Adjusted EBITDA, Adjusted Net Income and Adjusted Cash Flow Conversion from Operations are the key performance indicators used by us to measure the financial performance of our core operations and we believe that these measures facilitate period-to-period comparisons on a consistent basis. As a result, our management believes that these Non-GAAP financial measures provide useful information to investors and shareholders. The non-GAAP financial measures described in this annual report are not a substitute for the IFRS measures of earnings. Additionally, our calculations of Adjusted EBITDA, Adjusted Net Income and Adjusted Cash Flow Conversion from Operations may be different from the calculations used by other companies, including our competitors in the education services industry, and therefore, our measures may not be comparable to those of other companies. For a reconciliation of Adjusted EBITDA, Adjusted Net Income and Adjusted Cash Flow Conversion from Operations to the most directly comparable IFRS measure, see “Item 3. Key Information—A. Selected Financial Data—Non-GAAP Financial Measures—Reconciliations for Non-GAAP Financial Measures.”

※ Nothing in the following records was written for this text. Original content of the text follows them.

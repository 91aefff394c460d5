//! Dispatch loop, pull migration, SMT balancing, and the context-switch
//! driver (C7, C8).
//!
//! `schedule` is the `__schedule` equivalent: decide what should run next
//! on one CPU and, if that differs from what's running now, hand off to
//! [`crate::hooks::ArchHooks`]. Migration only ever takes from a remote
//! runqueue via `try_lock` — a busy donor is simply skipped rather
//! than waited on, since the puller already holds its own `rq.lock`.

use crate::config::MAX_PULL_BATCH;
use crate::error::Result;
use crate::scheduler::runqueue::{CurrentTask, RunQueue};
use crate::scheduler::task::{CoreId, OnRq, RunState};
use crate::scheduler::tick::grant_initial_slice;
use crate::scheduler::Scheduler;

impl Scheduler {
	/// Runs one dispatch decision for `cpu`: requeue the current task if
	/// it's still runnable, pull work from elsewhere if there's nothing
	/// left locally, then switch to whichever task is now most urgent.
	/// A no-op (no `ArchHooks::switch` call) if the same task remains most
	/// urgent.
	pub fn schedule(&self, cpu: CoreId) -> Result<()> {
		let mut rq = self.rq(cpu).lock();
		rq.set_need_resched(false);
		let prev = rq.current();

		if let Some(CurrentTask { id, .. }) = prev {
			if id != rq.idle_task() {
				if let Some(task_lock) = self.task(id) {
					let mut task = task_lock.lock();
					let still_runnable = task.on_rq == OnRq::Queued
						&& matches!(task.run_state, RunState::Runnable | RunState::Running);
					if still_runnable {
						task.on_cpu = false;
						task.run_state = RunState::Runnable;
						let level = task.sched_prio();
						task.bmq_idx = Some(level);
						let handle = task.handle();
						drop(task);
						// A slice-expiry requeue joins the tail of its level
						// (round-robin fairness, P5); a preemption requeue
						// (the slice was not exhausted) returns to the head
						// so it is the very next task dispatched there.
						let front = !rq.take_slice_expired();
						rq.enqueue(level, handle, self.watermark(), front);
					}
				}
			}
		}

		if rq.head_level().is_none() {
			self.try_pull(cpu, &mut rq);
		}

		let (next_id, next_level) = match rq.pop_next() {
			Some((level, handle)) => (handle.id(), level),
			None => (rq.idle_task(), usize::MAX),
		};

		if let Some(CurrentTask { id, .. }) = prev {
			if id == next_id {
				// Same task remains most urgent: restore it as current
				// without invoking the context-switch hook.
				if let Some(task_lock) = self.task(id) {
					let mut task = task_lock.lock();
					task.on_cpu = true;
					task.run_state = RunState::Running;
					task.bmq_idx = None;
				}
				rq.set_current(Some(CurrentTask { id, level: next_level }), self.watermark());
				return Ok(());
			}
		}

		let prev_id = prev.map(|c| c.id).unwrap_or(rq.idle_task());
		drop(rq);

		log::debug!("cpu {cpu}: switching from {prev_id} to {next_id}");
		self.hooks().start_context_switch(cpu, prev_id, next_id);
		self.hooks().switch(cpu, prev_id, next_id);
		self.hooks().end_context_switch(cpu, prev_id, next_id);

		if let Some(task_lock) = self.task(next_id) {
			let mut task = task_lock.lock();
			task.on_cpu = true;
			task.run_state = RunState::Running;
			task.bmq_idx = None;
			if task.time_slice == 0 {
				grant_initial_slice(&mut task);
			}
		}

		let mut rq = self.rq(cpu).lock();
		rq.set_current(Some(CurrentTask { id: next_id, level: next_level }), self.watermark());
		rq.mark_switch();
		Ok(())
	}

	/// Pulls up to [`MAX_PULL_BATCH`] eligible waiting tasks into `rq` from
	/// progressively wider topology rings around `cpu`, stopping as soon as
	/// the local runqueue has something to run.
	fn try_pull(&self, cpu: CoreId, rq: &mut RunQueue) -> usize {
		let mut pulled = 0;
		for ring in self.topology().rings(cpu) {
			for donor_cpu in ring.iter() {
				if pulled >= MAX_PULL_BATCH || rq.head_level().is_some() {
					return pulled;
				}
				pulled += self.pull_from(cpu, donor_cpu, rq, MAX_PULL_BATCH - pulled);
			}
		}
		pulled
	}

	fn pull_from(&self, cpu: CoreId, donor_cpu: CoreId, rq: &mut RunQueue, max: usize) -> usize {
		let Some(mut donor) = self.rq(donor_cpu).try_lock() else {
			return 0;
		};
		if donor.nr_running() == 0 {
			return 0;
		}
		let taken = donor.pull_candidates(max, self.watermark(), |handle| {
			self.task(handle.id()).is_some_and(|t| t.lock().cpus_mask.contains(cpu))
		});
		let n = taken.len();
		drop(donor);
		for (level, handle) in taken {
			if let Some(task_lock) = self.task(handle.id()) {
				let mut task = task_lock.lock();
				task.home_cpu = cpu;
				task.on_rq = OnRq::Queued;
				task.bmq_idx = Some(level);
			}
			rq.enqueue(level, handle, self.watermark(), false);
		}
		n
	}

	/// SMT sibling balancing: if `cpu` has more than one runnable
	/// task while an SMT sibling is entirely idle, push one task across.
	/// A no-op on topologies without SMT groups.
	pub fn balance_smt_siblings(&self, cpu: CoreId) {
		if !self.topology().has_smt() {
			return;
		}
		let idle = self.watermark().fully_idle();
		for sibling in self.topology().smt_siblings(cpu).iter() {
			if sibling == cpu || !idle.contains(sibling) {
				continue;
			}
			let Some(mut rq) = self.rq(cpu).try_lock() else { continue };
			if rq.nr_running() <= 1 {
				continue;
			}
			let Some(mut sib_rq) = self.rq(sibling).try_lock() else { continue };
			let taken = rq.pull_candidates(1, self.watermark(), |handle| {
				self.task(handle.id()).is_some_and(|t| t.lock().cpus_mask.contains(sibling))
			});
			drop(rq);
			for (level, handle) in taken {
				if let Some(task_lock) = self.task(handle.id()) {
					let mut task = task_lock.lock();
					task.home_cpu = sibling;
					task.bmq_idx = Some(level);
				}
				sib_rq.enqueue(level, handle, self.watermark(), false);
			}
			return;
		}
	}
}

#[cfg(test)]
mod tests {
	use super::*;
	use crate::bitmap::StaticCpuSet;
	use crate::hooks::test_hooks::FakeHooks;
	use crate::scheduler::task::{Policy, Task, TaskId};
	use crate::topology::Topology;
	use alloc::boxed::Box;

	fn scheduler(ncpus: usize) -> Scheduler {
		let topo = Topology::flat(ncpus);
		let hooks = Box::new(FakeHooks::new(ncpus));
		let sched = Scheduler::new(topo, hooks);
		for cpu in 0..ncpus as CoreId {
			sched.rq(cpu).lock().set_online(true);
		}
		sched
	}

	#[test]
	fn schedule_picks_idle_when_queue_empty() {
		let sched = scheduler(1);
		sched.schedule(0).unwrap();
		assert_eq!(sched.rq(0).lock().current().unwrap().id, sched.rq(0).lock().idle_task());
	}

	#[test]
	fn schedule_dispatches_waiting_task() {
		let sched = scheduler(1);
		let mask = StaticCpuSet::full(1);
		let mut t = Task::new(TaskId::new(5), Policy::Normal, 0, mask);
		t.on_rq = OnRq::Queued;
		let level = t.sched_prio();
		let handle = t.handle();
		sched.insert_task(t.id, t);
		sched.rq(0).lock().enqueue(level, handle, sched.watermark(), false);

		sched.schedule(0).unwrap();
		assert_eq!(sched.rq(0).lock().current().unwrap().id, TaskId::new(5));
	}

	#[test]
	fn preempted_task_requeues_at_head_of_its_level() {
		let sched = scheduler(1);
		let mask = StaticCpuSet::full(1);

		let mut a = Task::new(TaskId::new(1), Policy::Normal, 0, mask.clone());
		a.on_rq = OnRq::Queued;
		a.on_cpu = true;
		a.run_state = RunState::Running;
		let level = a.sched_prio();
		let a_id = a.id;
		sched.insert_task(a_id, a);
		sched.rq(0).lock().set_current(Some(CurrentTask { id: a_id, level }), sched.watermark());

		let mut b = Task::new(TaskId::new(2), Policy::Normal, 0, mask);
		b.on_rq = OnRq::Queued;
		let b_handle = b.handle();
		sched.insert_task(b.id, b);
		sched.rq(0).lock().enqueue(level, b_handle, sched.watermark(), false);

		// Slice not exhausted: this is a preemption, not an expiry.
		sched.schedule(0).unwrap();

		assert_eq!(sched.rq(0).lock().current().unwrap().id, a_id, "preempted task must be picked again ahead of the already-waiting task");
		assert_eq!(sched.rq(0).lock().nr_running(), 1, "the other waiting task must still be queued, untouched");
	}

	#[test]
	fn slice_expired_task_requeues_at_tail_of_its_level() {
		let sched = scheduler(1);
		let mask = StaticCpuSet::full(1);

		let mut a = Task::new(TaskId::new(1), Policy::Normal, 0, mask.clone());
		a.on_rq = OnRq::Queued;
		a.on_cpu = true;
		a.run_state = RunState::Running;
		let level = a.sched_prio();
		let a_id = a.id;
		sched.insert_task(a_id, a);
		sched.rq(0).lock().set_current(Some(CurrentTask { id: a_id, level }), sched.watermark());

		let mut b = Task::new(TaskId::new(2), Policy::Normal, 0, mask);
		b.on_rq = OnRq::Queued;
		let b_handle = b.handle();
		let b_id = b.id;
		sched.insert_task(b_id, b);
		sched.rq(0).lock().enqueue(level, b_handle, sched.watermark(), false);

		sched.rq(0).lock().set_slice_expired(true);
		sched.schedule(0).unwrap();

		assert_eq!(sched.rq(0).lock().current().unwrap().id, b_id, "the already-waiting task must run next, ahead of the round-robin rotated one");
		assert_eq!(sched.rq(0).lock().nr_running(), 1, "the expired task must still be queued, now at the tail");
	}

	#[test]
	fn pull_migration_moves_task_across_cpus() {
		let sched = scheduler(2);
		let mask = StaticCpuSet::full(2);
		let mut t = Task::new(TaskId::new(7), Policy::Normal, 1, mask);
		t.on_rq = OnRq::Queued;
		let level = t.sched_prio();
		let handle = t.handle();
		sched.insert_task(t.id, t);
		sched.rq(1).lock().enqueue(level, handle, sched.watermark(), false);

		sched.schedule(0).unwrap();
		assert_eq!(sched.rq(0).lock().current().unwrap().id, TaskId::new(7));
		assert_eq!(sched.task(TaskId::new(7)).unwrap().lock().home_cpu, 0);
	}
}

Market Share and Other Information

This annual report contains data related to economic conditions in the market in which we operate. The information contained in this annual report concerning economic conditions is based on publicly available information from third-party sources that we believe to be reasonable. Market data and certain industry forecast data used in this annual report were obtained from internal reports and studies, where appropriate, as well as estimates, market research, publicly available information (including information available from the United States Securities and Exchange Commission, or the SEC, website) and industry publications. We obtained the information included in this annual report relating to the industry in which we operate, as well as the estimates concerning market shares, through internal research, reports published in November 2019 and February 2020 by Educa Estudos de Mercado S.A., or Educa Insights, commissioned by us, public information and publications on the industry prepared by official public sources, such as the Brazilian Central Bank, the Brazilian Institute of Geography and Statistics (Instituto Brasileiro de Geografia e Estatística), or the IBGE, the United Nations Educational, Scientific and Cultural Organization, or UNESCO, the Organisation for Economic Cooperation and Development, or OECD, the Brazilian Ministry of Education (Ministério da Educação), or the MEC, the Anísio Teixeira National Institute of Educational Studies and Research (Instituto Nacional de Estudos e Pesquisas Educacionais Anísio Teixeira), or the INEP, the Secretariat of Specialized Modalities in Education (Secretaria de Modalidades Especializadas de Educação), or Semesp, as well as private sources, such as Educa Insights, Hoper Consultoria and Gismarket, consulting and research companies in the Brazilian education industry, the Brazilian Economic Institute of Fundação Getúlio Vargas (Instituto Brasileiro de Economia da Fundação Getúlio Vargas), or FGV/IBRE, among others.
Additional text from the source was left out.